When it comes to shocking corporate statements, few will be worse than the one published by UC Express last week: its 47 year-old chairman Yu Lianbing, who founded the Chinese courier firm 10 years ago, was found dead in his home in Shanghai on May 2.
And more shocking social media reports ensued, which suggested that police found both Yu and his 32 year-old wife both dead at their residence after neighbours heard a quarrel between them (it was their fourth wedding anniversary).
UC Express didn’t comment on the reports, and merely described Yu’s death as “an accident” without elaboration.
UC Express is a leading bulk parcel delivery firm targeting corporate customers such as Foxconn and Haier. The Shanghai-based company has more than 70,000 staff.
According to Jiemian, a news portal, Yu warned his employees at the company’s annual gathering that 2019 would be a difficult year for UC Express because of intensifying competition with bigger rivals including SF Express.
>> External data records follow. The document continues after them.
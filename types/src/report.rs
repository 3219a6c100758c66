use serde::{Deserialize, Serialize};

use crate::user::{Locale, UserRecord};

/// A leaderboard row: enough to rank and to show an opponent.
#[derive(Clone, Debug, PartialEq, Eq, Serialize, Deserialize)]
pub struct RankedEntry {
    pub user_id: u64,
    pub name: String,
    pub success: i64,
}

/// Flavour text attached to a lost match. No mechanical effect.
#[derive(Clone, Copy, Debug, PartialEq, Eq, Serialize, Deserialize)]
#[serde(rename_all = "snake_case")]
pub enum LossReason {
    Offside,
    RefereeDecision,
    Injury,
    Weather,
    OwnGoal,
    MissedPenalty,
}

impl LossReason {
    pub const ALL: [LossReason; 6] = [
        LossReason::Offside,
        LossReason::RefereeDecision,
        LossReason::Injury,
        LossReason::Weather,
        LossReason::OwnGoal,
        LossReason::MissedPenalty,
    ];

    /// Localisation key of the reason text.
    pub fn message_key(&self) -> &'static str {
        match self {
            LossReason::Offside => "messages.loss_reasons.offside",
            LossReason::RefereeDecision => "messages.loss_reasons.referee_decision",
            LossReason::Injury => "messages.loss_reasons.injury",
            LossReason::Weather => "messages.loss_reasons.weather",
            LossReason::OwnGoal => "messages.loss_reasons.own_goal",
            LossReason::MissedPenalty => "messages.loss_reasons.missed_penalty",
        }
    }
}

#[derive(Clone, Copy, Debug, PartialEq, Eq, Serialize, Deserialize)]
#[serde(tag = "kind", rename_all = "snake_case")]
pub enum MatchOutcome {
    Win,
    Loss { reason: LossReason },
    Draw,
}

impl MatchOutcome {
    pub fn message_key(&self) -> &'static str {
        match self {
            MatchOutcome::Win => "messages.match_win",
            MatchOutcome::Loss { .. } => "messages.match_lose",
            MatchOutcome::Draw => "messages.match_draw",
        }
    }
}

/// Parameters of the "match started" message.
#[derive(Clone, Debug, PartialEq, Eq, Serialize, Deserialize)]
pub struct MatchStart {
    pub opponent_id: u64,
    pub opponent_name: String,
    pub opponent_success: i64,
}

/// Parameters of the match result message.
#[derive(Clone, Debug, PartialEq, Eq, Serialize, Deserialize)]
pub struct MatchResult {
    pub outcome: MatchOutcome,
    pub player_score: u32,
    pub opponent_score: u32,
    pub coins_spent: u64,
    pub tickets_spent: u64,
    pub coins_won: u64,
    pub cups_won: u64,
}

#[derive(Clone, Debug, PartialEq, Eq, Serialize, Deserialize)]
pub struct MatchReport {
    pub locale: Locale,
    pub start: MatchStart,
    pub result: MatchResult,
}

/// Parameters of the penalty series result message.
#[derive(Clone, Debug, PartialEq, Eq, Serialize, Deserialize)]
pub struct MinigameResult {
    pub goals: u32,
    pub reward: u64,
    pub attempts_left: u32,
}

#[derive(Clone, Debug, PartialEq, Eq, Serialize, Deserialize)]
pub struct MinigameReport {
    pub locale: Locale,
    pub result: MinigameResult,
}

/// Everything the profile screen shows.
#[derive(Clone, Debug, PartialEq, Serialize, Deserialize)]
pub struct FullStats {
    pub user: UserRecord,
    pub win_rate: f64,
    pub success: i64,
    pub ghost_success: i64,
    pub position: u64,
    pub draws: u64,
}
However, a defiant Yu vowed: “The highest priority is to survive and live on!”
At the time UC Express had just completed a fresh fundraising round that was worth “hundreds of millions of yuan” from investors including Global Logistic Properties. It also obtained a Rmb2 billion ($290.7 million) credit facility from lenders including Bank of China.
The company’s shareholders and creditors will be anxious to see how the tragic death of Yu – dubbed “the soul of UC Express” and a 40.7% stakeowner of the unlisted business – will impact the running of the delivery firm.
UC Express has insisted its business operations will remain unaffected. It said in a statement that Mo Haoqiang, the board director who heads the Hong Kong operation, will assume Yu’s duties as company president.